Data to process
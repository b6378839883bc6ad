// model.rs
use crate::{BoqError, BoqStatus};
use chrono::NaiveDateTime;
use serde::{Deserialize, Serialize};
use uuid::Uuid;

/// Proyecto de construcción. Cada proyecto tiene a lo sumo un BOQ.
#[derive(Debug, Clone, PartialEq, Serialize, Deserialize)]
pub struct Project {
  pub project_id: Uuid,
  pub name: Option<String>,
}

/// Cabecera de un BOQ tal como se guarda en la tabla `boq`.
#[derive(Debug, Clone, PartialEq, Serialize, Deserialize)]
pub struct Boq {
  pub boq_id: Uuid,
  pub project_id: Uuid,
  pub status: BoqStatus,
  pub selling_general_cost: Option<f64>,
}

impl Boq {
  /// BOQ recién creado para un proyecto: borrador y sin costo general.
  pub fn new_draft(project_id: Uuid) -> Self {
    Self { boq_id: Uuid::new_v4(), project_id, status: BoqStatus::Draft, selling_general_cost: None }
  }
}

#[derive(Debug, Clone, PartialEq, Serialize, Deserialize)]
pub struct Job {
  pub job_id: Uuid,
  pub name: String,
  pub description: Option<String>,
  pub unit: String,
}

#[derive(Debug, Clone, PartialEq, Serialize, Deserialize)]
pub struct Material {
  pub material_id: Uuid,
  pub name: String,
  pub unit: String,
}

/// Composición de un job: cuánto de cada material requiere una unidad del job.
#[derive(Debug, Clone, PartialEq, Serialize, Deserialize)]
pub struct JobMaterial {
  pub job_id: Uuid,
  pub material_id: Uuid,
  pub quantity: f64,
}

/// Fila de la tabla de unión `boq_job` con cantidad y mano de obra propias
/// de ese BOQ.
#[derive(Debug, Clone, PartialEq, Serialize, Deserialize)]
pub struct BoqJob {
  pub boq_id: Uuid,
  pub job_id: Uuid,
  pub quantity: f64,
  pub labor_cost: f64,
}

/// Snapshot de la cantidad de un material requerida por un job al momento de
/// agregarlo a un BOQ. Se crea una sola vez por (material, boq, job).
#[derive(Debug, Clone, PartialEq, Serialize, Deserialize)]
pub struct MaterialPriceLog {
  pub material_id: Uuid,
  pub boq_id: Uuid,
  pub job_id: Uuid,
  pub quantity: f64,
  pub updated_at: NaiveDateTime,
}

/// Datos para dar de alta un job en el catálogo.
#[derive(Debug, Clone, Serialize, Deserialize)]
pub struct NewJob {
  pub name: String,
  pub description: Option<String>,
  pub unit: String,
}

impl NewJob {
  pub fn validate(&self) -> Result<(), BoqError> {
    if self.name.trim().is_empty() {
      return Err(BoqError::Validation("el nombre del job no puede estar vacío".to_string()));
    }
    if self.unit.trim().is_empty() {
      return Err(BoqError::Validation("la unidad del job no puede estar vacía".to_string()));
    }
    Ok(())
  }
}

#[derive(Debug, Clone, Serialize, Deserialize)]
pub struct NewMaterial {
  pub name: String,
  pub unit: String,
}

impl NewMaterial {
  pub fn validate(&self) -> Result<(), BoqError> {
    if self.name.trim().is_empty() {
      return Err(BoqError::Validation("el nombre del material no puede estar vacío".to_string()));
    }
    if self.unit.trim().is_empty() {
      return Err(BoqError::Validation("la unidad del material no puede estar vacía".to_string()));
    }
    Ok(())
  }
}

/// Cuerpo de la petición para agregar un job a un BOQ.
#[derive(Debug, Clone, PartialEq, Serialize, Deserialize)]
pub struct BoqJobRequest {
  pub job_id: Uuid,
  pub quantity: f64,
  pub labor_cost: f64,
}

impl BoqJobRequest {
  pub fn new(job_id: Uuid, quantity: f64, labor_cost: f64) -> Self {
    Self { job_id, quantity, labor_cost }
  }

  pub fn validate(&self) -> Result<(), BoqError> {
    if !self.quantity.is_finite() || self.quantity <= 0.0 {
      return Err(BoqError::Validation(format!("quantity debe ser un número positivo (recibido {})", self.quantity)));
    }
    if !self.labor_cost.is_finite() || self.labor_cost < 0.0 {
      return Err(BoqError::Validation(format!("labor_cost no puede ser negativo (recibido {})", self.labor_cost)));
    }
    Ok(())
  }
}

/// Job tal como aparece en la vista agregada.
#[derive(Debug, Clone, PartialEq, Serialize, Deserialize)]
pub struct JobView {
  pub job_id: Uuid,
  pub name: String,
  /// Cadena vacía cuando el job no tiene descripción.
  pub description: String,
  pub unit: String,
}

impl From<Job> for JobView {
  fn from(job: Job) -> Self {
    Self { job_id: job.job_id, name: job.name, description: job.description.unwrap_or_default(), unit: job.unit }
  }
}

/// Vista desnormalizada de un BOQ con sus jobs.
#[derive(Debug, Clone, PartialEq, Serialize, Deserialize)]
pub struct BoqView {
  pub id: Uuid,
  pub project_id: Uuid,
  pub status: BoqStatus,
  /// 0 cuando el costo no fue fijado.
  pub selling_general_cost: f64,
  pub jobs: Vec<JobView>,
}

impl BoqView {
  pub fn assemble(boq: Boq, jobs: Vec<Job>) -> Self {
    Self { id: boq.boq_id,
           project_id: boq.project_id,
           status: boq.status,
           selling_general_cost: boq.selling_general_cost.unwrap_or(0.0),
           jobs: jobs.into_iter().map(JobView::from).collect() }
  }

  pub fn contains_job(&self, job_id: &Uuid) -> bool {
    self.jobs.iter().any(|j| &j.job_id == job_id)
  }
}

Instructions for the task
In the listing above, show every line with the word "NaiveDateTime".

Task answer
use chrono::NaiveDateTime;
  pub updated_at: NaiveDateTime,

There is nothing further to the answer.